Every record must be copied exactly, from first line to last.

# # # # #

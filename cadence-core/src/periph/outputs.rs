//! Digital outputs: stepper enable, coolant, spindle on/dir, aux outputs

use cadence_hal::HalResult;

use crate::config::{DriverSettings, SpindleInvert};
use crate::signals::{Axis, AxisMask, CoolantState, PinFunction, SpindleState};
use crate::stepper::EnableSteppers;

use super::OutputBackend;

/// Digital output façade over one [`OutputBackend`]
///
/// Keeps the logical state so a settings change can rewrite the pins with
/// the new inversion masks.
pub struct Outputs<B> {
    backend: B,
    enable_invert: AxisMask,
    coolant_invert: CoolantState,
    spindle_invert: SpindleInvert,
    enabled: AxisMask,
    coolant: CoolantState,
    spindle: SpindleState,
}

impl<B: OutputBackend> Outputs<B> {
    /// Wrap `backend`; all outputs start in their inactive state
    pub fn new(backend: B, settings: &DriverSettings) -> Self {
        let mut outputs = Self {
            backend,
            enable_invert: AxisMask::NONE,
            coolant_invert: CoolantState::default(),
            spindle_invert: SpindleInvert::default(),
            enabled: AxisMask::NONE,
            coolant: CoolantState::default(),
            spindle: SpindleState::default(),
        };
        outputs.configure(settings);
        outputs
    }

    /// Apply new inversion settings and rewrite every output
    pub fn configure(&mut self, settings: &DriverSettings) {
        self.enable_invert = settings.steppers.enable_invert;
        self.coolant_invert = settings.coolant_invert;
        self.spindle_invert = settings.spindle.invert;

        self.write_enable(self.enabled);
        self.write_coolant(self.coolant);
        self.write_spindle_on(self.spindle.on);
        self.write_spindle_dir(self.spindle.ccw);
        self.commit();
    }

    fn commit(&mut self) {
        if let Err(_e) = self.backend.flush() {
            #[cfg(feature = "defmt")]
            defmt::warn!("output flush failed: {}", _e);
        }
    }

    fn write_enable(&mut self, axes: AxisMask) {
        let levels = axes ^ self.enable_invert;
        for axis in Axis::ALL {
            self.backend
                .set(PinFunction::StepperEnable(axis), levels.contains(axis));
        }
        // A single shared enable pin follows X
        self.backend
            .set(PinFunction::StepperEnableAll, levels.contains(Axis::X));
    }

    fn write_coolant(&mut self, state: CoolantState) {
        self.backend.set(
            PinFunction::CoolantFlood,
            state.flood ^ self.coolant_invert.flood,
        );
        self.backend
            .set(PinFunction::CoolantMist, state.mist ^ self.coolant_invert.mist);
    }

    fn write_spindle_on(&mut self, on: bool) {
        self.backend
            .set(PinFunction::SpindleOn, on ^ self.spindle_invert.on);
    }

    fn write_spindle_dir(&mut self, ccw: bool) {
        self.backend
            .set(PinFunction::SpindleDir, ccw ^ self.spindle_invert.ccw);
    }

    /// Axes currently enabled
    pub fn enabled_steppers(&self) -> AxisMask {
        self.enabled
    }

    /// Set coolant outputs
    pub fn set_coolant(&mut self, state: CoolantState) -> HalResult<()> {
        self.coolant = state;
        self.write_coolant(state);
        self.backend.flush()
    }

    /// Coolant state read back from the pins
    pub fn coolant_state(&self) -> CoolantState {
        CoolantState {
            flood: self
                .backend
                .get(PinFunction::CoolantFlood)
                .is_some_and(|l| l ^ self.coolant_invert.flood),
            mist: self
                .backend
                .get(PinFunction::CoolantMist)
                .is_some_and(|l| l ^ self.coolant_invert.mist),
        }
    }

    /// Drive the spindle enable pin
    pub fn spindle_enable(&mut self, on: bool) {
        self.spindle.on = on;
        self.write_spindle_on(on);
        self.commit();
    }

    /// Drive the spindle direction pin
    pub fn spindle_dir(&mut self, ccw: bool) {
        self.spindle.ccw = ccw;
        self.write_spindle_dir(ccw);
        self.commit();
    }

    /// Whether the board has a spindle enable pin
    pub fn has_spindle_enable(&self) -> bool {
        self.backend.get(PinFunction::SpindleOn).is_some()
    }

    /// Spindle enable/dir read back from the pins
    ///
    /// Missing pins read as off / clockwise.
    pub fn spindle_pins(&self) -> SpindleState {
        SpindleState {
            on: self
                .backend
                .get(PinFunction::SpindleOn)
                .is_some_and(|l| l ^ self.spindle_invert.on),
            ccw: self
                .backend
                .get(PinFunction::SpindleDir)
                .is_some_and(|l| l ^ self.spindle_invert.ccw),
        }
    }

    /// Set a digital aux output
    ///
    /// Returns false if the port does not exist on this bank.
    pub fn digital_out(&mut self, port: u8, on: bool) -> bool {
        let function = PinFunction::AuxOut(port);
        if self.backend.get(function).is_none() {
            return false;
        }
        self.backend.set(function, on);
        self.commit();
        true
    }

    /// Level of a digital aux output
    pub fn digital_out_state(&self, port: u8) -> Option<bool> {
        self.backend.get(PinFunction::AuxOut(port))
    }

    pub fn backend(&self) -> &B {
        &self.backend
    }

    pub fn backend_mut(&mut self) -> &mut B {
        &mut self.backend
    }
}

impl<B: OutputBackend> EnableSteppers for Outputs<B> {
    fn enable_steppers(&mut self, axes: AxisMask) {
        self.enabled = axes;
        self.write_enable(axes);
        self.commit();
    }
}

# # # # #

## SOLUTION
filename cadence-core/src/periph/outputs.rs
//! Digital outputs: stepper enable, coolant, spindle on/dir, aux outputs

use cadence_hal::HalResult;

use crate::config::{DriverSettings, SpindleInvert};
use crate::signals::{Axis, AxisMask, CoolantState, PinFunction, SpindleState};
use crate::stepper::EnableSteppers;

use super::OutputBackend;

/// Digital output façade over one [`OutputBackend`]
///
/// Keeps the logical state so a settings change can rewrite the pins with
/// the new inversion masks.
pub struct Outputs<B> {
    backend: B,
    enable_invert: AxisMask,
    coolant_invert: CoolantState,
    spindle_invert: SpindleInvert,
    enabled: AxisMask,
    coolant: CoolantState,
    spindle: SpindleState,
}

impl<B: OutputBackend> Outputs<B> {
    /// Wrap `backend`; all outputs start in their inactive state
    pub fn new(backend: B, settings: &DriverSettings) -> Self {
        let mut outputs = Self {
            backend,
            enable_invert: AxisMask::NONE,
            coolant_invert: CoolantState::default(),
            spindle_invert: SpindleInvert::default(),
            enabled: AxisMask::NONE,
            coolant: CoolantState::default(),
            spindle: SpindleState::default(),
        };
        outputs.configure(settings);
        outputs
    }

    /// Apply new inversion settings and rewrite every output
    pub fn configure(&mut self, settings: &DriverSettings) {
        self.enable_invert = settings.steppers.enable_invert;
        self.coolant_invert = settings.coolant_invert;
        self.spindle_invert = settings.spindle.invert;

        self.write_enable(self.enabled);
        self.write_coolant(self.coolant);
        self.write_spindle_on(self.spindle.on);
        self.write_spindle_dir(self.spindle.ccw);
        self.commit();
    }

    fn commit(&mut self) {
        if let Err(_e) = self.backend.flush() {
            #[cfg(feature = "defmt")]
            defmt::warn!("output flush failed: {}", _e);
        }
    }

    fn write_enable(&mut self, axes: AxisMask) {
        let levels = axes ^ self.enable_invert;
        for axis in Axis::ALL {
            self.backend
                .set(PinFunction::StepperEnable(axis), levels.contains(axis));
        }
        // A single shared enable pin follows X
        self.backend
            .set(PinFunction::StepperEnableAll, levels.contains(Axis::X));
    }

    fn write_coolant(&mut self, state: CoolantState) {
        self.backend.set(
            PinFunction::CoolantFlood,
            state.flood ^ self.coolant_invert.flood,
        );
        self.backend
            .set(PinFunction::CoolantMist, state.mist ^ self.coolant_invert.mist);
    }

    fn write_spindle_on(&mut self, on: bool) {
        self.backend
            .set(PinFunction::SpindleOn, on ^ self.spindle_invert.on);
    }

    fn write_spindle_dir(&mut self, ccw: bool) {
        self.backend
            .set(PinFunction::SpindleDir, ccw ^ self.spindle_invert.ccw);
    }

    /// Axes currently enabled
    pub fn enabled_steppers(&self) -> AxisMask {
        self.enabled
    }

    /// Set coolant outputs
    pub fn set_coolant(&mut self, state: CoolantState) -> HalResult<()> {
        self.coolant = state;
        self.write_coolant(state);
        self.backend.flush()
    }

    /// Coolant state read back from the pins
    pub fn coolant_state(&self) -> CoolantState {
        CoolantState {
            flood: self
                .backend
                .get(PinFunction::CoolantFlood)
                .is_some_and(|l| l ^ self.coolant_invert.flood),
            mist: self
                .backend
                .get(PinFunction::CoolantMist)
                .is_some_and(|l| l ^ self.coolant_invert.mist),
        }
    }

    /// Drive the spindle enable pin
    pub fn spindle_enable(&mut self, on: bool) {
        self.spindle.on = on;
        self.write_spindle_on(on);
        self.commit();
    }

    /// Drive the spindle direction pin
    pub fn spindle_dir(&mut self, ccw: bool) {
        self.spindle.ccw = ccw;
        self.write_spindle_dir(ccw);
        self.commit();
    }

    /// Whether the board has a spindle enable pin
    pub fn has_spindle_enable(&self) -> bool {
        self.backend.get(PinFunction::SpindleOn).is_some()
    }

    /// Spindle enable/dir read back from the pins
    ///
    /// Missing pins read as off / clockwise.
    pub fn spindle_pins(&self) -> SpindleState {
        SpindleState {
            on: self
                .backend
                .get(PinFunction::SpindleOn)
                .is_some_and(|l| l ^ self.spindle_invert.on),
            ccw: self
                .backend
                .get(PinFunction::SpindleDir)
                .is_some_and(|l| l ^ self.spindle_invert.ccw),
        }
    }

    /// Set a digital aux output
    ///
    /// Returns false if the port does not exist on this bank.
    pub fn digital_out(&mut self, port: u8, on: bool) -> bool {
        let function = PinFunction::AuxOut(port);
        if self.backend.get(function).is_none() {
            return false;
        }
        self.backend.set(function, on);
        self.commit();
        true
    }

    /// Level of a digital aux output
    pub fn digital_out_state(&self, port: u8) -> Option<bool> {
        self.backend.get(PinFunction::AuxOut(port))
    }

    pub fn backend(&self) -> &B {
        &self.backend
    }

    pub fn backend_mut(&mut self) -> &mut B {
        &mut self.backend
    }
}

impl<B: OutputBackend> EnableSteppers for Outputs<B> {
    fn enable_steppers(&mut self, axes: AxisMask) {
        self.enabled = axes;
        self.write_enable(axes);
        self.commit();
    }
}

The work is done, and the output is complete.